Landon Jones helped create a fame-obsessed culture. Now he has regrets
CBC
Landon Jones says he regrets some of the ways he has covered celebrities, and how that has shaped people's view of fame.
Jones, who worked for People magazine — including eight years as managing editor — says people used to be famous for their accomplishments, but now they're famous just for being famous.
People magazine, which started in 1974, specializes in telling the stories of celebrities, including special editions such as Best & Worst Dressed and Sexiest Man Alive.
His new book, Celebrity Nation: How America Evolved into a Culture of Fans, tackles that topic. Jones spoke with The Sunday Magazine guest host David Common about the history and psychology of celebrity, and how he thinks celebrity news needs to change.
I think back to when you started working at People, when it was just being launched, it was back in the mid '70s and you write that at the time the word celebrity wasn't even really in your vocabulary. Is that actually the case?
That's actually the case. We never used it. We thought we were writing a magazine that would describe extraordinary people of all kinds. They could be athletes, they could be politicians, they could be writers, they could be a radio host, they could be so many things. They could also be ordinary people who had done extraordinary things.
But we did not write or use the word celebrity at all. It came later with the arrival of the television celebrities in the '70s.
Do you remember a moment where things really changed for People magazine?
The first 17 issues of People all failed. They did not make rate base, as advertisers call it. But then we put a TV star on the cover for the first time, and his name was Telly Savalas from a show called Kojak. And he was shirtless.
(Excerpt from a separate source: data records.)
//! Audit run orchestration
//!
//! A run resolves the target, assembles the page set (crawl for network
//! targets, enumeration for local ones), audits every page in discovery
//! order, probes the site-level signals once for network targets, and
//! aggregates everything into the final report. Everything proceeds in a
//! single cooperative flow; the only suspension points are network fetches.

use crate::aggregate::aggregate;
use crate::audit::audit_page;
use crate::config::Config;
use crate::crawler::{build_http_client, crawl};
use crate::input::collect_local_pages;
use crate::model::{PageAuditResult, Report};
use crate::site::check_site;
use crate::{Result, SeoGateError};
use std::path::PathBuf;
use std::time::Duration;
use url::Url;

/// A resolved audit target
#[derive(Debug, Clone, PartialEq)]
pub enum AuditTarget {
    /// A network site, crawled from this start URL
    Remote(Url),
    /// A local HTML file or a directory of HTML files
    Local(PathBuf),
}

/// Resolves a raw target string to a network URL or a local path
///
/// A string that parses as an absolute http(s) URL is a remote target. An
/// existing filesystem path is a local target. Anything else is a usage
/// error, surfaced before any work starts.
pub fn resolve_target(raw: &str) -> Result<AuditTarget> {
    if let Ok(url) = Url::parse(raw) {
        if matches!(url.scheme(), "http" | "https") {
            return Ok(AuditTarget::Remote(url));
        }
    }

    let path = PathBuf::from(raw);
    if path.exists() {
        return Ok(AuditTarget::Local(path));
    }

    Err(SeoGateError::InvalidTarget(raw.to_string()))
}

/// Runs a complete audit and produces the report
///
/// # Arguments
///
/// * `config` - The run configuration
/// * `raw_target` - The target as the user supplied it (URL or path)
///
/// # Returns
///
/// * `Ok(Report)` - At least one page was audited
/// * `Err(SeoGateError::EmptyPageSet)` - No pages could be resolved; this is
///   a usage-level failure, not a zero score
pub async fn run_audit(config: &Config, raw_target: &str) -> Result<Report> {
    let target = resolve_target(raw_target)?;

    match target {
        AuditTarget::Remote(start) => {
            tracing::info!("Auditing network target {}", start);
            let client = build_http_client(
                &config.user_agent.header_value(),
                config.crawler.timeout_ms,
            )?;

            let pages = crawl(
                &client,
                &start,
                config.crawler.page_budget,
                Duration::from_millis(config.crawler.fetch_delay_ms),
            )
            .await;

            let results: Vec<PageAuditResult> = pages
                .iter()
                .map(|page| audit_page(&page.html, &page.url))
                .collect();

            if results.is_empty() {
                return Err(SeoGateError::EmptyPageSet {
                    target: raw_target.to_string(),
                });
            }

            // Site-level signals are probed exactly once per run, no matter
            // how many pages were crawled.
            let signals = check_site(&client, &start).await;
            Ok(aggregate(raw_target, &results, Some(signals)))
        }

        AuditTarget::Local(path) => {
            tracing::info!("Auditing local target {}", path.display());
            let pages = collect_local_pages(&path)?;

            let results: Vec<PageAuditResult> = pages
                .iter()
                .map(|page| audit_page(&page.html, &page.url))
                .collect();

            if results.is_empty() {
                return Err(SeoGateError::EmptyPageSet {
                    target: raw_target.to_string(),
                });
            }

            // Local targets get no site-level blend; discoverability rests
            // on the page-level canonical/noindex signals alone.
            Ok(aggregate(raw_target, &results, None))
        }
    }
}

#[cfg(test)]
mod tests {
    use super::*;

    #[test]
    fn test_resolve_http_url() {
        match resolve_target("https://example.com/start").unwrap() {
            AuditTarget::Remote(url) => assert_eq!(url.as_str(), "https://example.com/start"),
            other => panic!("expected Remote, got {:?}", other),
        }
    }

    #[test]
    fn test_resolve_existing_path() {
        let dir = tempfile::TempDir::new().unwrap();
        let target = resolve_target(dir.path().to_str().unwrap()).unwrap();
        assert!(matches!(target, AuditTarget::Local(_)));
    }

    #[test]
    fn test_resolve_rejects_other_schemes_and_missing_paths() {
        assert!(matches!(
            resolve_target("ftp://example.com/"),
            Err(SeoGateError::InvalidTarget(_))
        ));
        assert!(matches!(
            resolve_target("/definitely/not/a/real/path"),
            Err(SeoGateError::InvalidTarget(_))
        ));
    }
}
It sold gangbusters and the women all wrote in and said, "well, what about the rest of him?" And that told us something about celebrity and the name recognition and face recognition and in his case, chest recognition.
You write about some of the rules that an early editor came up with at People for who to put on the cover. And I want to quote your book. "Young stars sell better than old. Rich is better than poor. TV is better than movies. Anything is better than politics." And then there's another rule, more troubling, "write about a woman with a problem." Why that rule?
Yes, that was my rule. And the more you put a young woman with a problem on the cover, the more people wanted to read it and the more issues were sold.
And so the quintessential example of that was Princess Diana, who was a young woman with a problem, and the problem was her marriage. But people were consumed with interest in her because she was indeed that.
We know the terrible effect that fame and the desire to constantly have photos and gossip and information [had] on Princess Diana, the celebrity paparazzi even extending into her children's lives…. So I've got to ask you, Lanny, in retrospect, do you have qualms about the way celebrity journalism has gone about its business?